投資マンション問題の本質
こんにちは、全日本任意売却支援協会の松山です。
スマートデイズの「かぼちゃの馬車」とスルガ銀行の問題、レオパレス21の建築基準法違反など、とうとう社会問題化した不動産投資の実態。
今回は、いつもこれら不動産投資の相談を受ける側の人間として「投資マンション問題の本質」を解説します。
まず結論を言います。
市場には“儲かる投資マンション”はありません。
だから、そもそも儲からないマンションを買わされていることが問題です。
それではどういうことか解説していきます。
当協会に投資マンションのご相談に来る方の典型例が、「投資マンションを3件買わされた」というのものです。
なぜ複数のマンションを買ってしまうのか?これは販売会社の営業マニュアルを知れば理解できます。
営業マニュアルはおよそ次の通りに進められます。
1.電話営業
まず、投資マンションの販売会社の営業マンは、名簿屋と呼ばれる会社から電話番号のリストを手に入れて、次々と電話営業をします。
ターゲットとして多いのは公務員の方です。
特に多いのが、学校の先生、自衛隊員、役所勤めの方などです。ローン審査に通りやすく、かつ、民間のサラリーマンよりも言いくるめやすいとみられているからです。

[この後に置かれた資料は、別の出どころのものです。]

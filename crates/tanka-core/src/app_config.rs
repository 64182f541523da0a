use std::net::SocketAddr;
use std::path::PathBuf;
use std::time::Duration;

#[derive(Debug, Clone, PartialEq, Eq)]
pub enum Environment {
    Development,
    Test,
    Production,
}

impl std::fmt::Display for Environment {
    fn fmt(&self, f: &mut std::fmt::Formatter<'_>) -> std::fmt::Result {
        match self {
            Environment::Development => write!(f, "development"),
            Environment::Test => write!(f, "test"),
            Environment::Production => write!(f, "production"),
        }
    }
}

/// A `(max_requests, window)` pair for one inbound operation class.
#[derive(Debug, Clone, Copy, PartialEq, Eq)]
pub struct InboundLimit {
    pub max_requests: usize,
    pub window: Duration,
}

/// Text-generation endpoint used by the optional LLM extraction pass.
#[derive(Clone)]
pub struct LlmConfig {
    /// Base URL of an OpenAI-compatible API, e.g. `"http://localhost:11434"`.
    pub url: String,
    pub model: String,
    pub api_key: Option<String>,
    pub timeout_secs: u64,
}

impl std::fmt::Debug for LlmConfig {
    fn fmt(&self, f: &mut std::fmt::Formatter<'_>) -> std::fmt::Result {
        f.debug_struct("LlmConfig")
            .field("url", &self.url)
            .field("model", &self.model)
            .field("api_key", &self.api_key.as_ref().map(|_| "[redacted]"))
            .field("timeout_secs", &self.timeout_secs)
            .finish()
    }
}

#[derive(Debug, Clone)]
pub struct AppConfig {
    pub env: Environment,
    pub bind_addr: SocketAddr,
    pub log_level: String,
    pub categories_path: PathBuf,
    pub marketplace_base_url: String,
    pub scraper_timeout_secs: u64,
    pub scraper_user_agent: String,
    pub scraper_min_interval_ms: u64,
    pub scraper_max_interval_ms: u64,
    pub scraper_hourly_cap: usize,
    pub scraper_max_pages: u32,
    pub max_concurrent_categories: usize,
    pub inbound_read: InboundLimit,
    pub inbound_refetch: InboundLimit,
    pub inbound_rescrape: InboundLimit,
    /// `None` disables the LLM extraction pass.
    pub llm: Option<LlmConfig>,
}
use chrono::Utc;
use tanka_core::{ExtractedAttributes, RawListing};

use super::*;

fn scored(id: &str, unit_price: Option<f64>) -> ScoredListing {
    ScoredListing {
        priced: priced(id, unit_price),
        adjusted_review: 3.5,
        price_score: None,
        score: 3.5,
    }
}

fn priced(id: &str, unit_price: Option<f64>) -> PricedListing {
    PricedListing {
        listing: RawListing {
            source_id: id.to_string(),
            title: format!("item {id}"),
            description: None,
            price: None,
            regular_price: None,
            rating_avg: None,
            rating_count: None,
            image_url: None,
            product_url: None,
            brand: None,
            fetched_at: Utc::now(),
        },
        attributes: ExtractedAttributes::default(),
        unit_price,
        discount_percent: None,
    }
}

#[test]
fn replace_listing_swaps_matching_member() {
    let cohort = vec![scored("B0C0000001", Some(1.0)), scored("B0C0000002", Some(2.0))];
    let merged = replace_listing(cohort, priced("B0C0000002", Some(9.0)));

    assert_eq!(merged.len(), 2);
    assert_eq!(merged[0].unit_price, Some(1.0));
    assert_eq!(merged[1].listing.source_id, "B0C0000002");
    assert_eq!(merged[1].unit_price, Some(9.0));
}

#[test]
fn replace_listing_appends_unknown_id() {
    let cohort = vec![scored("B0C0000001", Some(1.0))];
    let merged = replace_listing(cohort, priced("B0C0000003", None));

    let ids: Vec<_> = merged.iter().map(|p| p.listing.source_id.as_str()).collect();
    assert_eq!(ids, vec!["B0C0000001", "B0C0000003"]);
}

#[test]
fn replace_listing_into_empty_cohort() {
    let merged = replace_listing(Vec::new(), priced("B0C0000001", Some(4.0)));
    assert_eq!(merged.len(), 1);
}
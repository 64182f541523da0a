use tanka_extract::ExtractError;
use tanka_scraper::ScraperError;
use thiserror::Error;

#[derive(Debug, Error)]
pub enum PipelineError {
    #[error("category '{category}': {source}")]
    Scrape {
        category: String,
        #[source]
        source: ScraperError,
    },

    #[error("failed to build scraper: {0}")]
    ScraperSetup(#[source] ScraperError),

    #[error("failed to build llm client: {0}")]
    LlmSetup(#[from] ExtractError),
}

impl PipelineError {
    pub(crate) fn scrape(category: &str, source: ScraperError) -> Self {
        Self::Scrape {
            category: category.to_string(),
            source,
        }
    }

    /// Returns `true` when the run stopped because the outbound hourly cap
    /// was used up. Later categories in the same process will hit it too.
    #[must_use]
    pub fn is_quota(&self) -> bool {
        matches!(self, Self::Scrape { source, .. } if source.is_quota())
    }

    #[must_use]
    pub fn category(&self) -> Option<&str> {
        match self {
            Self::Scrape { category, .. } => Some(category),
            Self::ScraperSetup(_) | Self::LlmSetup(_) => None,
        }
    }
}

営業マンは電話では非常にやさしく話をします。そこで少しでも話を聞いてしまうと、営業マンは「いける」と判断します。
そうなるともう営業マンのペースでどんどんと話が進んでいきます。
2.契約
話が進んでいくと実際にその営業マンと会うことになり、契約に向けてさらに具体的になっていきます。
そして、いざ契約段階になると、営業マンの態度は打って変わります。多くの場合は喫茶店や販売会社の事務所に呼ばれます。
そこで少しでも躊躇すると、営業マンの上司が出てきて、まるで契約が義務のように強引に契約を迫ります。
中には「もう銀行に融資を申し込んでいるのでやめることはできない」と強制的に契約させられることもあります。
これらもマニュアル通りです。
3.2件目、3件目を勧められる
渋々契約して購入すると、ローンの返済、管理費・修繕積立金の支払いが始まります。その後固定資産税の納付書が届きます。
すると気付くのです。「あれ?思ったほど儲からない・・・もし入居者が退去したらどうしよう・・・」
その頃を見計らって、営業マンからマニュアル通りに電話がかかってきます。
「1件だけだからリスクがあるんですよ!2件、3件と買えばリスクが分散されます!」
こうやって、不安に付け込まれてなすがままに2件目、3件目と立て続けに買わされていくのです。
こうやって、罠にはまったかのように次々と購入してしまうのは、「もう後には引けない」と心理的に追い込まれているからです。そして、販売会社やその営業マンもその心理状況を十分に分かっているのでそれを利用してつけこんでくるのです。
さて、「そもそも儲かる投資物件なんてない」という話に戻ります。
もし儲かる投資物件があるならば、そもそも不動産会社が買います。そうでなければ営業マンが個人的にでも買うはずです。しかしそうしないのは“儲からない”、または、“リスクが高い”と分かっているからです。
常に儲かる話を探し回っている不動産会社が、“儲かる案件”をわざわざ他人に譲るわけなんてありえないのです。
つまり、市場には儲かる投資物件はありません。儲かる投資物件は、市場にに出てくる前に不動産会社がすべて買っていきます。
これは不動産業界では当たり前の話です。
だから、投資マンションの営業マンは不動産に詳しくない人に買わせようとするのです。“儲かるはずのないマンション”を買わせようとしているのです。
そもそも儲かるはずのない投資マンションを買わされていることが問題なのです。
投資マンション問題は、連日ニュースや新聞で報道されています。
一番良いのは、買わないことです。しかし大事なことは、もし買ってしまったら追加で購入しないこと、そのままズルズル赤字を出し続けないことです。
以上、社会問題化している投資マンション問題の本質について解説しました。